Your question, "What is the origin of the Continental vs. Analytic divide?" will probably not return many satisfying answers. There is no precise origin because the topic is very complicated and not well defined. The terms "continental" and "analytic" are not even clearly applicable to the differences today because of the global prominence of analytic philosophy approaches, and the increasing treatment of "continental" approaches by prominent "analytic" philosophers.

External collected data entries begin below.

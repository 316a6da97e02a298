//! Demo bot routed by the replay binary.
//!
//! Top level, in order: the registration conversation, `/start` + `/help`,
//! a math sub-mux with its own fault handler, a private-chat-only sub-mux and a
//! callback vote handler. Anything else stays unhandled.

use std::sync::Arc;

use anyhow::{anyhow, Context, Result};
use serde_json::Value;
use telemux::filters;
use telemux::{
    ConversationHandler, ConversationPersistence, Handler, Mux, Update, ARGS_CONTEXT_KEY,
    MATCHES_CONTEXT_KEY,
};

use crate::reply_sink::ReplySink;

pub const REGISTRATION_CONVERSATION_ID: &str = "registration";

const HELP_TEXT: &str = "Commands: /register, /cancel, /div <a> <b>, /whoami, /help";

pub fn build_demo_mux(
    sink: Arc<dyn ReplySink>,
    persistence: Arc<dyn ConversationPersistence>,
) -> Result<Mux> {
    let votes = Handler::callback_query(r"^vote:(up|down)$", None, {
        let sink = Arc::clone(&sink);
        move |update| {
            let matches = update.context_strings(MATCHES_CONTEXT_KEY);
            let direction = matches.get(1).map(String::as_str).unwrap_or_default();
            sink.reply(update, &format!("Thanks for voting {direction}!"))
        }
    })
    .context("failed to compile vote pattern")?;

    Ok(Mux::new()
        .add_processor(registration(Arc::clone(&sink), persistence))
        .add_handler(Handler::command("start help", None, {
            let sink = Arc::clone(&sink);
            move |update| sink.reply(update, HELP_TEXT)
        }))
        .add_mux(math_mux(Arc::clone(&sink)))
        .add_mux(private_mux(Arc::clone(&sink)))
        .add_handler(votes))
}

fn math_mux(sink: Arc<dyn ReplySink>) -> Mux {
    let recover_sink = Arc::clone(&sink);
    Mux::new()
        .add_handler(Handler::command("div", None, move |update| {
            let args = update.context_strings(ARGS_CONTEXT_KEY);
            let [left, right] = args.as_slice() else {
                return sink.reply(update, "Usage: /div <a> <b>");
            };
            let left: i64 = left.parse().with_context(|| format!("'{left}' is not a number"))?;
            let right: i64 = right
                .parse()
                .with_context(|| format!("'{right}' is not a number"))?;
            let quotient = left
                .checked_div(right)
                .ok_or_else(|| anyhow!("cannot divide {left} by {right}"))?;
            sink.reply(update, &format!("{left} / {right} = {quotient}"))
        }))
        .set_recover(move |update, error, _trace| {
            let text = format!("Sorry, I could not compute that: {error:#}");
            if let Err(send_error) = recover_sink.reply(update, &text) {
                tracing::warn!(error = %send_error, "failed to report math fault");
            }
        })
}

fn private_mux(sink: Arc<dyn ReplySink>) -> Mux {
    Mux::new()
        .set_global_filter(filters::is_private())
        .add_handler(Handler::command("whoami", None, move |update| {
            let fields = update.fields();
            let text = format!(
                "You are {} (id {})",
                fields.get("username").map(String::as_str).unwrap_or_default(),
                fields.get("user_id").map(String::as_str).unwrap_or_default()
            );
            sink.reply(update, &text)
        }))
}

fn registration(
    sink: Arc<dyn ReplySink>,
    persistence: Arc<dyn ConversationPersistence>,
) -> ConversationHandler {
    let start = Handler::command("register", None, {
        let sink = Arc::clone(&sink);
        move |update| {
            update.persistence_mut()?.set_state("ask_name")?;
            sink.reply(update, "What is your name?")
        }
    });
    let name = Handler::message(Some(filters::has_text()), |update| {
        let name = message_text(update);
        let context = update.persistence_mut()?;
        let mut data = context.get_data()?;
        data.insert("name".to_string(), Value::String(name));
        context.set_data(data)?;
        context.set_state("ask_age")?;
        Ok(())
    });
    let ask_age = Handler::new(filters::any(), {
        let sink = Arc::clone(&sink);
        move |update| sink.reply(update, "How old are you?")
    });
    let age = Handler::message(Some(filters::has_text()), {
        let sink = Arc::clone(&sink);
        move |update| {
            let Ok(age) = message_text(update).trim().parse::<u8>() else {
                return sink.reply(update, "Please send your age as a number.");
            };
            let context = update.persistence_mut()?;
            let mut data = context.get_data()?;
            data.insert("age".to_string(), Value::from(age));
            context.set_data(data)?;
            context.set_state("ask_confirm")?;
            sink.reply(update, "Send /confirm to finish or /cancel to start over.")
        }
    });
    let confirm = Handler::command("confirm", None, {
        let sink = Arc::clone(&sink);
        move |update| {
            let context = update.persistence_mut()?;
            let data = context.get_data()?;
            context.clear_data()?;
            context.set_state("")?;
            let name = data.get("name").and_then(Value::as_str).unwrap_or_default();
            let age = data.get("age").and_then(Value::as_u64).unwrap_or_default();
            sink.reply(update, &format!("Registered {name}, age {age}."))
        }
    });
    let cancel = Handler::command("cancel", None, move |update| {
        let context = update.persistence_mut()?;
        context.set_state("")?;
        context.clear_data()?;
        sink.reply(update, "Registration cancelled.")
    });

    ConversationHandler::new(REGISTRATION_CONVERSATION_ID, persistence)
        .state("", [start])
        .state("ask_name", [name])
        .on_enter("ask_age", [ask_age])
        .state("ask_age", [age])
        .state("ask_confirm", [confirm])
        .defaults([cancel])
}

fn message_text(update: &Update) -> String {
    update
        .effective_message()
        .map(|message| message.text().to_string())
        .unwrap_or_default()
}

There are, however, several approaches one could take to answering the question. Here are the most prominent approaches:
The first is historical. DBK's recommendation of "The Parting of the Ways" is good, but, in my opinion, it could leave readers with the mistaken impression that "continental" philosophy derives its philosophical positions from Heidegger's ostensible politics. Ostensible because there has been a lot of ink spilled on what to make of Heidegger's membership in the National Socialists (i.e. Nazis) and the strange series of events surrounding the departure of his mentor Husserl from Freiburg in 1928 and Heidegger's eventual acceptance of the rectorship in 1933. Historically speaking, a large fraction of what is today considered "continental" philosophy derives from Phenomenology, e.g. from thinkers like Brentano, Husserl, Merleau-Ponty, Sartre, Derrida, among others.
The next approach is stylistic. The principal complaint that is leveled against or attribute that is used to describe Continental is that its "style" is characterized by dense, opaque, verbose language filled with word-play contortions, and inconsistent application of clean logical argumentation. In contrast, analytic proponents will often emphasize the importance of distilling philosophical disputes into formal logical representation, and will also argue that continental philosophy would be improved if it could just clean up its language, noting that analytic treatments of continental topics are often better. Brian Leiter is strong proponent of this kind of answer.
The next approach is philosophical/technical. Technical differences are too complex to get into in this forum, but for a good introduction to "continental" philosophical assumptions and approaches see Simon Critchley's book Continental Philosophy: A Very Short Introduction and Hans-Johann Glock's book What is Analytic Philosophy for a good overview of what is "analytic" philosophy today, or Dummett's Origins of Analytic Philosophy for a more technical treatment.